Liberal MP Craig Kelly yesterday called on the government to consider “substantially reducing” the fuel excise tax, more than 40c per litre, while Nationals senator John Williams said the excise should be frozen if the international oil price rose to $120 a barrel, up from about $110 yesterday.
Former deputy prime minister Barnaby Joyce said the government did not have the “will” to bring petrol prices down, as the average price of unleaded petrol in NSW was $1.57 last night.
Mr Joyce said the government would extend divestiture powers beyond the electricity sector if it was serious about helping lower petrol prices.
“There is no point in promising people something when either side of politics are not willing to deliver,” Mr Joyce said. “If there is a will to deliver on lower fuel prices there would be general divestiture powers. There would be stronger ways of monitoring what is happening in the marketplace.”
Mr Morrison yesterday put pressure on the Australian Competition & Consumer Commissioner Rod Sims to take action on petrol companies.
“I want some answers out of the ACCC. I mean, they are the cop on the beat. They are the ones we fund to monitor why prices are moving up and down and how they are timed. That is their job. That is Rod Sims’ job, to make sure these petrol companies, these fuel companies, do the right thing by customers,” Mr Morrison said.
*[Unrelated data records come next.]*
//! mei-clean: removes unreferenced and identical duplicate zones from MEI files.

use clap::Parser;
use flexi_logger::Logger;
use mei_cleaner::batch::clean_mei_files;
use mei_cleaner::harness::check_mei_files;
use mei_cleaner::report::{ReportFormat, ReportSink};
use mei_cleaner::{CleaningSettings, MeiCleaner};
use std::path::PathBuf;
use std::process::ExitCode;

#[derive(Parser, Debug)]
#[command(name = "mei-clean", version)]
#[command(about = "Utilities for cleaning MEI files", long_about = None)]
struct Args {
    /// MEI file to clean, or a directory whose .mei files are all cleaned
    #[arg(value_name = "MEI_PATH")]
    mei_path: PathBuf,

    /// Remove zones that are defined but not referenced anywhere in the body
    #[arg(long)]
    remove_unreferenced_bounding_boxes: bool,

    /// Remove duplicate zones and the identical elements that reference them
    #[arg(long)]
    remove_identical_duplicates: bool,

    /// Report duplicate zones referenced by different, non-identical elements
    #[arg(long)]
    raise_nonidentical_duplicates: bool,

    /// Where to save cleaned output (file or directory, matching MEI_PATH);
    /// defaults to overwriting MEI_PATH
    #[arg(long, value_name = "PATH")]
    destination_path: Option<PathBuf>,

    /// Append non-identical duplicate reports to this file instead of printing them
    #[arg(long, value_name = "FILE")]
    report_file: Option<PathBuf>,

    /// Conflict report layout
    #[arg(long, value_enum, default_value_t = ReportFormat::Text)]
    report_format: ReportFormat,

    /// Only check that every declared zone is referenced (recursive for directories)
    #[arg(long)]
    check: bool,

    /// More log output (-v debug, -vv trace); RUST_LOG takes precedence
    #[arg(short, long, action = clap::ArgAction::Count)]
    verbose: u8,
}

/// Log spec for the `-v` count; `RUST_LOG` still wins when set
fn log_level(verbose: u8) -> &'static str {
    match verbose {
        0 => "info",
        1 => "debug",
        _ => "trace",
    }
}

fn main() -> ExitCode {
    let args = Args::parse();

    let _logger = match Logger::try_with_env_or_str(log_level(args.verbose)).and_then(|logger| logger.start()) {
        Ok(handle) => handle,
        Err(e) => {
            eprintln!("failed to initialize logger: {e}");
            return ExitCode::FAILURE;
        }
    };

    if args.check {
        return match check_mei_files(&args.mei_path) {
            Ok(failures) if failures.is_empty() => ExitCode::SUCCESS,
            Ok(failures) => {
                for failure in &failures {
                    eprintln!(
                        "{}: {} unreferenced zones detected in this file: {}",
                        failure.path.display(),
                        failure.unreferenced.len(),
                        failure.unreferenced.join(", ")
                    );
                }
                ExitCode::FAILURE
            }
            Err(e) => {
                log::error!("{e}");
                ExitCode::FAILURE
            }
        };
    }

    let cleaner = MeiCleaner::new(CleaningSettings {
        remove_unreferenced: args.remove_unreferenced_bounding_boxes,
        remove_identical_duplicates: args.remove_identical_duplicates,
        raise_nonidentical_duplicates: args.raise_nonidentical_duplicates,
    });
    log::debug!("{:?}", cleaner.settings());
    let sink = match args.report_file {
        Some(path) => ReportSink::File(path),
        None => ReportSink::Stdout,
    };

    match clean_mei_files(
        &args.mei_path,
        args.destination_path.as_deref(),
        &cleaner,
        &sink,
        args.report_format,
    ) {
        Ok(summaries) => {
            log::debug!("{} file(s) cleaned", summaries.len());
            ExitCode::SUCCESS
        }
        Err(e) => {
            log::error!("{e}");
            ExitCode::FAILURE
        }
    }
}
“So if they are not, he has the powers, he has the resources to investigate them and I expect them to get on and apply the pressure. That is why we have an ACCC. It is to deal with that precise issue.”
Mr Sims said the ACCC would try to inform people how they could get cheaper petrol and explain the global factors behind why prices were rising, including a lower exchange rate and “cartel” behaviour from exporters.
“The ACCC understands the significant public concern with high petrol prices and shares the concerns of the Prime Minister, which is why we are working to ensure consumers have transparent information about petrol pricing,” Mr Sims said.
But inaugural ACCC chairman Allan Fels said the competition watchdog only had the power to intervene if it could prove petrol companies were colluding on their prices.
“If there is evidence of a price-fixing agreement. That requires proof that they have, in some way, acted illegally with the affect of fixing prices,” Professor Fels said.
Mr Kelly said freezing the fuel excise indexation — culled by the Abbott government in the 2014 budget in a $1 billion a year boost to the budget — would not be enough of a saving for motorists, arguing the government should instead consider substantially lowering the fuel excise tax.
“If you live in the outer suburbs of Sydney, or you live in a regional area, you are paying more for the excise than someone who lives in the inner city that doesn’t travel many miles,” Mr Kelly said.
Treasurer Josh Frydenberg said the government had no plans to change the fuel excise indexation.
“The government has no plans to change the fuel excise. There are a number of factors behind the current above-average petrol prices, particularly higher global oil prices and a lower exchange rate,” Mr Frydenberg said.